The legislature has worked very hard to limit the disputes a divorcing couple or never married co-parents can have over the children. There is a recognition that disputes of co-parents in and of themselves, are harmful to children as well as to family finances. The Bornemann Court noted that “The 2002 amendments…are effectively a self-executing material change of circumstances.” This kind of pro-Child decision is intended to stop families from spending money on legal fees when the outcome is obvious. Where the outcome is more certain, a party fighting against futility may find it difficult to get a reputable family law attorney to represent him or her on this cause, and if they do or they represent themselves to do so, they may find themselves paying the attorneys’ fees of their co-parent for asserting such a specious defense.
The practical effect of the changes in the law is two-fold. The party seeking the extension must file an action to modify the pre-2002 Child Support order of the Court. With time running out on these old cases, it should be filed, because the Court only has the authority to order retroactive Child Support to the date of filing for the change. So that is step 1- protect the retroactive Child Support. Step 2: settle the case. If there is no defense why not settle? The enactment of the Maryland Child Support Guidelines leaves little room for most families to argue. That was the point of the laws drafted to protect the well-being of a child of divorce. Mediation is an ideal place to settle many matters, but where the issue is very limited, and affect children, seeking out mediation as a cost-effective settlement process is practical choice.

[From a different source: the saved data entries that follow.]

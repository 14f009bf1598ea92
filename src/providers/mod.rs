//! Hosted inference providers.
//!
//! Defines the `ReviewClassifier` trait, the raw response shapes shared by
//! the normalisation layer, and the blocking HTTP clients for the three
//! provider families (zero-shot, fixed-taxonomy, generative chat).

pub mod generative;
pub mod text_class;
pub mod zero_shot;

pub use generative::GenerativeClassifier;
pub use text_class::TextClassifier;
pub use zero_shot::ZeroShotClassifier;

use reqwest::blocking::Client;
use serde::{Deserialize, Serialize};
use std::time::Duration;
use thiserror::Error;

/// One `(label, score)` pair from a classification response.
#[derive(Debug, Clone, PartialEq, Serialize, Deserialize)]
pub struct LabelScore {
    pub label: String,
    pub score: f64,
}

impl LabelScore {
    #[must_use]
    pub fn new(label: impl Into<String>, score: f64) -> Self {
        Self {
            label: label.into(),
            score,
        }
    }
}

/// The opaque per-item result of an inference call.
///
/// Classification models return per-label scores whose vocabulary is
/// model-specific and whose scores need not sum to one; generative models
/// return free text.
#[derive(Debug, Clone, PartialEq)]
pub enum RawClassification {
    Scores(Vec<LabelScore>),
    Text(String),
}

/// Error shared by the hosted providers.
///
/// A single error type keeps the providers interchangeable behind one
/// trait object, selected by configuration.
#[derive(Debug, Error)]
pub enum ProviderError {
    /// Input was empty; no request is made for blank reviews.
    #[error("empty review text")]
    Empty,
    /// HTTP request failed or returned a non-success status.
    #[error("request failed: {0}")]
    Request(#[from] reqwest::Error),
    /// Response body did not match the provider's wire contract.
    #[error("invalid response body")]
    InvalidResponse,
    /// Chat reply carried no content blocks.
    #[error("chat reply carried no content")]
    MissingContent,
}

impl PartialEq for ProviderError {
    fn eq(&self, other: &Self) -> bool {
        matches!(
            (self, other),
            (Self::Empty, Self::Empty)
                | (Self::InvalidResponse, Self::InvalidResponse)
                | (Self::MissingContent, Self::MissingContent)
                | (Self::Request(_), Self::Request(_))
        )
    }
}

impl Eq for ProviderError {}

/// Classifies one review via an opaque hosted model call.
///
/// Implementations issue exactly one blocking request per call and never
/// retry; rate limiting and ordering are the batcher's concern.
pub trait ReviewClassifier {
    /// Error type returned when classification fails.
    type Error: std::error::Error + Send + Sync + 'static;

    /// Classify the supplied review text.
    ///
    /// # Errors
    ///
    /// Returns an error if the input is empty, the request fails, or the
    /// response does not match the provider's wire contract.
    fn classify(&self, review: &str) -> Result<RawClassification, Self::Error>;
}

/// Object-safe alias for configuration-selected providers.
pub type DynClassifier = dyn ReviewClassifier<Error = ProviderError> + Send + Sync + 'static;

impl<C: ReviewClassifier + ?Sized> ReviewClassifier for &C {
    type Error = C::Error;

    fn classify(&self, review: &str) -> Result<RawClassification, Self::Error> {
        (**self).classify(review)
    }
}

impl<C: ReviewClassifier + ?Sized> ReviewClassifier for Box<C> {
    type Error = C::Error;

    fn classify(&self, review: &str) -> Result<RawClassification, Self::Error> {
        (**self).classify(review)
    }
}

/// Request timeout shared by the provider clients. Generative endpoints
/// routinely take several seconds per reply.
const REQUEST_TIMEOUT: Duration = Duration::from_secs(30);

/// Build the blocking client used by every provider.
///
/// # Panics
///
/// Panics if the HTTP client cannot be constructed with the default
/// configuration.
#[must_use]
pub(crate) fn default_client() -> Client {
    #[expect(
        clippy::expect_used,
        reason = "client builder should not fail with defaults"
    )]
    Client::builder()
        .timeout(REQUEST_TIMEOUT)
        .build()
        .expect("client builder failed with default configuration")
}

/// Reject blank input before any request is made.
pub(crate) fn require_text(review: &str) -> Result<(), ProviderError> {
    if review.trim().is_empty() {
        Err(ProviderError::Empty)
    } else {
        Ok(())
    }
}
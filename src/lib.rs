//! Core library entry point.
//! Re-exports public types and traits.

pub mod api;
pub mod batch;
#[cfg(feature = "cli")]
pub mod cli;
pub mod config;
pub mod dataset;
pub mod metrics;
pub mod normalize;
pub mod providers;
pub mod recorder;
pub mod reporter;
#[cfg(feature = "serve")]
pub mod serve;
pub mod tracker;

pub use api::{Prediction, ReviewInput, Sentiment};
pub use batch::{BatchError, BatchOptions, Batcher};
pub use config::{AppConfig, ConfigError, ProviderConfig, ReportConfig};
pub use dataset::TestSet;
pub use normalize::{LabelScheme, NormalizeError};
pub use providers::{
    GenerativeClassifier, ProviderError, RawClassification, ReviewClassifier, TextClassifier,
    ZeroShotClassifier,
};
pub use recorder::{RunMetadata, RunRecorder, RunRetention};
pub use tracker::{MlflowTracker, TrackerSink};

Seeking to extend the currently ordered sum of Child Support is simpler than seeking the extension of Child Support until high school graduation at a higher monthly Child Support figure. This is because the Child Support recipient must now prove an additional “material change of circumstances”, namely that the financial circumstances have changed requiring a review of income and child expenses information. However if the Child Support order is from before 2002, it is quite likely that financial circumstances have in fact, changed. Therefore, using mediation to voluntarily exchange financial information and to run the Maryland Child Support Guidelines based on agreed data is a short-cut to settlement.

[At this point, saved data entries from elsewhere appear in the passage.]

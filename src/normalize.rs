//! Converts raw, model-specific classification responses into a single
//! comparable positive score.
//!
//! Each hosted model family answers in its own shape; the scheme that maps
//! that shape to a score is explicit configuration, never inferred from
//! label strings at runtime. Malformed responses are errors for that item,
//! not silent defaults.

use serde::{Deserialize, Serialize};
use thiserror::Error;

use crate::providers::{LabelScore, RawClassification};

/// Errors raised while normalising a raw response.
#[derive(Debug, Error, PartialEq, Eq)]
pub enum NormalizeError {
    /// Response lacks the label the scheme was configured with.
    #[error("response does not contain expected label {0:?}")]
    MissingLabel(String),
    /// Generative reply was not a literal `0` or `1`.
    #[error("generative reply {0:?} is not a literal 0 or 1")]
    InvalidNumeral(String),
    /// Positive and negative classes carry no probability mass, so no
    /// renormalised score exists.
    #[error("positive and negative classes carry no probability mass")]
    ZeroMass,
    /// Score-shaped response handed to a text scheme, or vice versa.
    #[error("response shape does not match the configured scheme")]
    ShapeMismatch,
}

/// Normalisation strategy, one per provider response shape.
///
/// Serialises tagged so configuration files select the scheme explicitly:
///
/// ```
/// use sentibench::normalize::LabelScheme;
///
/// let json = r#"{"scheme":"two_class","positive_label":"POSITIVE"}"#;
/// let scheme: LabelScheme = serde_json::from_str(json)?;
/// assert!(matches!(scheme, LabelScheme::TwoClass { .. }));
/// # Ok::<(), serde_json::Error>(())
/// ```
#[derive(Debug, Clone, PartialEq, Eq, Serialize, Deserialize)]
#[serde(tag = "scheme", rename_all = "snake_case")]
pub enum LabelScheme {
    /// Ranked response over exactly the two caller-supplied candidate
    /// strings; the positive candidate's score is already normalised.
    TwoCandidate {
        positive_label: String,
        negative_label: String,
    },
    /// Fixed three-class taxonomy; the neutral class's mass is discarded
    /// and the remaining two renormalised before thresholding.
    ThreeClass {
        positive_label: String,
        neutral_label: String,
        negative_label: String,
    },
    /// Fixed two-class taxonomy; the positive class's score is already
    /// normalised.
    TwoClass { positive_label: String },
    /// Generative reply that must be a literal `0` or `1`.
    Numeral,
}

impl LabelScheme {
    /// Normalise a raw response into a positive score in `[0, 1]`.
    ///
    /// For the three-class scheme the result is `pos / (pos + neg)`,
    /// independent of the neutral mass; using the raw positive score
    /// would overstate confidence whenever neutral mass is present.
    ///
    /// # Errors
    ///
    /// Returns an error if the response shape does not match the scheme,
    /// an expected label is missing, a numeral reply is not a literal
    /// `0`/`1`, or the renormalisation denominator is zero.
    ///
    /// # Examples
    ///
    /// ```
    /// use sentibench::normalize::LabelScheme;
    /// use sentibench::providers::{LabelScore, RawClassification};
    ///
    /// let scheme = LabelScheme::ThreeClass {
    ///     positive_label: "LABEL_2".into(),
    ///     neutral_label: "LABEL_1".into(),
    ///     negative_label: "LABEL_0".into(),
    /// };
    /// let raw = RawClassification::Scores(vec![
    ///     LabelScore::new("LABEL_0", 0.2),
    ///     LabelScore::new("LABEL_1", 0.3),
    ///     LabelScore::new("LABEL_2", 0.5),
    /// ]);
    /// let score = scheme.positive_score(&raw)?;
    /// assert!((score - 0.5 / 0.7).abs() < 1e-12);
    /// # Ok::<(), sentibench::normalize::NormalizeError>(())
    /// ```
    pub fn positive_score(&self, raw: &RawClassification) -> Result<f64, NormalizeError> {
        match (self, raw) {
            (
                Self::TwoCandidate { positive_label, .. } | Self::TwoClass { positive_label },
                RawClassification::Scores(scores),
            ) => find_score(scores, positive_label),
            (
                Self::ThreeClass {
                    positive_label,
                    negative_label,
                    ..
                },
                RawClassification::Scores(scores),
            ) => {
                let pos = find_score(scores, positive_label)?;
                let neg = find_score(scores, negative_label)?;
                #[expect(clippy::float_arithmetic, reason = "renormalising class mass")]
                let mass = pos + neg;
                if mass <= 0.0 {
                    return Err(NormalizeError::ZeroMass);
                }
                #[expect(clippy::float_arithmetic, reason = "renormalising class mass")]
                Ok(pos / mass)
            }
            (Self::Numeral, RawClassification::Text(text)) => match text.trim() {
                "1" => Ok(1.0),
                "0" => Ok(0.0),
                other => Err(NormalizeError::InvalidNumeral(other.to_owned())),
            },
            _ => Err(NormalizeError::ShapeMismatch),
        }
    }
}

fn find_score(scores: &[LabelScore], label: &str) -> Result<f64, NormalizeError> {
    scores
        .iter()
        .find(|pair| pair.label == label)
        .map(|pair| pair.score)
        .ok_or_else(|| NormalizeError::MissingLabel(label.to_owned()))
}
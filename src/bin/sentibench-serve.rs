//! HTTP front end exposing inference + normalisation without persistence.

use std::time::Duration;

use anyhow::Context;
use clap::Parser;

use sentibench::batch::{BatchOptions, Batcher};
use sentibench::cli::{self, ServeArgs};
use sentibench::config::AppConfig;
use sentibench::serve::{self, App};

fn main() -> anyhow::Result<()> {
    cli::init_tracing();
    let args = ServeArgs::parse();
    let config = AppConfig::load(Some(&args.config_path)).with_context(|| {
        format!(
            "failed to load configuration from {}",
            args.config_path.display()
        )
    })?;

    let classifier = config.provider.build_classifier(config.api_token.as_deref());
    let options = BatchOptions {
        truncate_chars: config.inference.truncate_chars,
        pause: config.inference.pause_secs.map(Duration::from_secs),
    };
    let batcher = Batcher::new(classifier, config.provider.label_scheme(), options);

    let addr = args.listen_addr.unwrap_or(config.listen_addr);
    serve::run(&addr, App::new(batcher))
}
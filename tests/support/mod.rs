#[expect(clippy::float_arithmetic, reason = "tolerance comparison")]
#[must_use]
pub fn approx_eq(a: f64, b: f64, tol: f64) -> bool {
    (a - b).abs() < tol
}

The co-parent-friendly forum of mediation may even allow parents who have not really spoken to each other about their children in a long time to discuss the big “extras” of upper level high school, like college plans. It is not unusual for two-home co-parents to have forgotten to have these talks, since discussions that cost more money are always difficult, and are easy to avoid when you don’t see each other for a long time. Especially where money is scarce, mediation may provide the forum to demonstrate to your co-parent why you can’t afford automobile insurance, or why you feel that a local college is best for your child. Hard discussions are hard to have and mediation is the place to have them.

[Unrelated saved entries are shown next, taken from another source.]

//! Layered-configuration tests: TOML file under a prefixed environment.

use std::env;
use std::io::Write;
use std::sync::{LazyLock, Mutex, MutexGuard};

use rstest::{fixture, rstest};
use sentibench::config::{AppConfig, ProviderConfig, ReportConfig};
use sentibench::recorder::RunRetention;
use serial_test::serial;
use tempfile::NamedTempFile;

const BASE_CONFIG: &str = r#"
[provider]
kind = "two_class"
endpoint = "http://localhost:9000/classify"
positive_label = "POSITIVE"

[inference]
truncate_chars = 2000

[run]
model_name = "distilbert"
adaptations = "sst-2"

[data]
retention = "overwrite"

[tracker]
base_url = "http://localhost:5000"
"#;

#[fixture]
fn config_file() -> NamedTempFile {
    let mut file = NamedTempFile::new().unwrap_or_else(|e| panic!("create temp file: {e}"));
    write!(file, "{BASE_CONFIG}").unwrap_or_else(|e| panic!("write config: {e}"));
    file
}

static ENV_LOCK: LazyLock<Mutex<()>> = LazyLock::new(|| Mutex::new(()));

struct EnvVarGuard {
    key: String,
    _lock: MutexGuard<'static, ()>,
}

impl EnvVarGuard {
    fn new(key: &str, val: &str) -> Self {
        let lock = ENV_LOCK
            .lock()
            .unwrap_or_else(|e| panic!("env lock poisoned: {e}"));
        // Safety: process-wide env mutation is synchronised by ENV_LOCK.
        unsafe { env::set_var(key, val) };
        Self {
            key: key.to_owned(),
            _lock: lock,
        }
    }
}

impl Drop for EnvVarGuard {
    fn drop(&mut self) {
        // Safety: process-wide env mutation is synchronised by ENV_LOCK.
        unsafe { env::remove_var(&self.key) };
    }
}

#[rstest]
#[serial]
fn file_values_load_and_validate(config_file: NamedTempFile) {
    let config = AppConfig::load(Some(config_file.path()))
        .unwrap_or_else(|e| panic!("load config: {e}"));

    assert!(matches!(config.provider, ProviderConfig::TwoClass { .. }));
    assert_eq!(config.inference.truncate_chars, 2000);
    assert_eq!(config.run.model_name, "distilbert");
    assert_eq!(config.data.retention, RunRetention::Overwrite);
    assert_eq!(config.tracker.base_url, "http://localhost:5000");
    // Defaults fill everything the file leaves out.
    assert_eq!(config.tracker.experiment, "sentiment-usecase");
    assert_eq!(config.data.input_csv.to_string_lossy(), "data/inputs/IMDB-movie-reviews.csv");
    assert!(config.api_token.is_none());
}

#[rstest]
#[serial]
fn environment_wins_over_the_file(config_file: NamedTempFile) {
    let _guard = EnvVarGuard::new("SENTIBENCH_INFERENCE__TRUNCATE_CHARS", "8000");
    let config = AppConfig::load(Some(config_file.path()))
        .unwrap_or_else(|e| panic!("load config: {e}"));
    assert_eq!(config.inference.truncate_chars, 8000);
}

#[rstest]
#[serial]
fn api_token_comes_from_the_environment(config_file: NamedTempFile) {
    let _guard = EnvVarGuard::new("SENTIBENCH_API_TOKEN", "hf-secret");
    let config = AppConfig::load(Some(config_file.path()))
        .unwrap_or_else(|e| panic!("load config: {e}"));
    assert_eq!(config.api_token.as_deref(), Some("hf-secret"));
}

#[rstest]
#[serial]
fn invalid_file_values_fail_validation() {
    let mut file = NamedTempFile::new().unwrap_or_else(|e| panic!("create temp file: {e}"));
    let broken = BASE_CONFIG.replace("truncate_chars = 2000", "truncate_chars = 0");
    write!(file, "{broken}").unwrap_or_else(|e| panic!("write config: {e}"));

    let err = AppConfig::load(Some(file.path()));
    assert!(err.is_err());
}

#[rstest]
#[serial]
fn report_config_needs_no_provider(config_file: NamedTempFile) {
    let config = ReportConfig::load(Some(config_file.path()))
        .unwrap_or_else(|e| panic!("load report config: {e}"));
    assert_eq!(config.data.retention, RunRetention::Overwrite);
    assert_eq!(config.tracker.base_url, "http://localhost:5000");
}

#[rstest]
#[serial]
fn report_config_defaults_without_a_file() {
    let config = ReportConfig::load(None).unwrap_or_else(|e| panic!("load report config: {e}"));
    assert_eq!(config.data.runs_root.to_string_lossy(), "data/outputs/runs");
    assert_eq!(config.tracker.experiment, "sentiment-usecase");
}
//! Fixed-taxonomy text classification provider.
//!
//! Sends only the review text and expects the model's full label
//! vocabulary back as an array of `(label, score)` pairs. Covers both the
//! two-class (POSITIVE/NEGATIVE) and three-class (with a neutral class)
//! hosted models; which labels matter is the normalisation scheme's
//! decision, not the provider's.

use reqwest::blocking::Client;

use super::{LabelScore, ProviderError, RawClassification, ReviewClassifier};

/// Text classifier backed by a hosted HTTP endpoint with a fixed taxonomy.
#[derive(Debug, Clone)]
pub struct TextClassifier {
    client: Client,
    url: String,
    api_token: Option<String>,
}

impl TextClassifier {
    /// Create a provider for the given endpoint.
    #[must_use]
    pub fn new(url: impl Into<String>, api_token: Option<String>) -> Self {
        Self {
            client: super::default_client(),
            url: url.into(),
            api_token,
        }
    }
}

impl ReviewClassifier for TextClassifier {
    type Error = ProviderError;

    fn classify(&self, review: &str) -> Result<RawClassification, Self::Error> {
        super::require_text(review)?;
        let mut req = self
            .client
            .post(&self.url)
            .json(&serde_json::json!({ "inputs": review }));
        if let Some(token) = &self.api_token {
            req = req.bearer_auth(token);
        }
        let resp = req.send()?.error_for_status()?;
        let scores: Vec<LabelScore> = resp.json().map_err(|_| ProviderError::InvalidResponse)?;

        if scores.is_empty() {
            return Err(ProviderError::InvalidResponse);
        }
        if !scores.iter().all(|pair| pair.score.is_finite()) {
            return Err(ProviderError::InvalidResponse);
        }
        Ok(RawClassification::Scores(scores))
    }
}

In sum, where there is no logic in resisting the change of the law, conserve your resources and don’t take illogical legal positions. Conserve your resources and don’t hire attorneys to defend positions that are indefensible in court. Remember that disputes about children, including child support, have a direct impact on children. When a child reaches high school, he or she is becoming aware of the financial situation around them. The parties could use the mediation setting to help the parties agree to the payor’s direct payments of high school age children expenses, so that the payor gets some additional pleasure or benefit for making such payments for the necessary extras like prom. Families generate memories that last a lifetime. Will the memory be about the purchase of the prom gown or new car or will it be of the extreme unrelenting anger of his or her parents over a simple calculation like Child Support? Bend, don’t break. Mediate through the difficulties of two-home co-parenting. Your children would thank you if they understood the positive choice you both have made.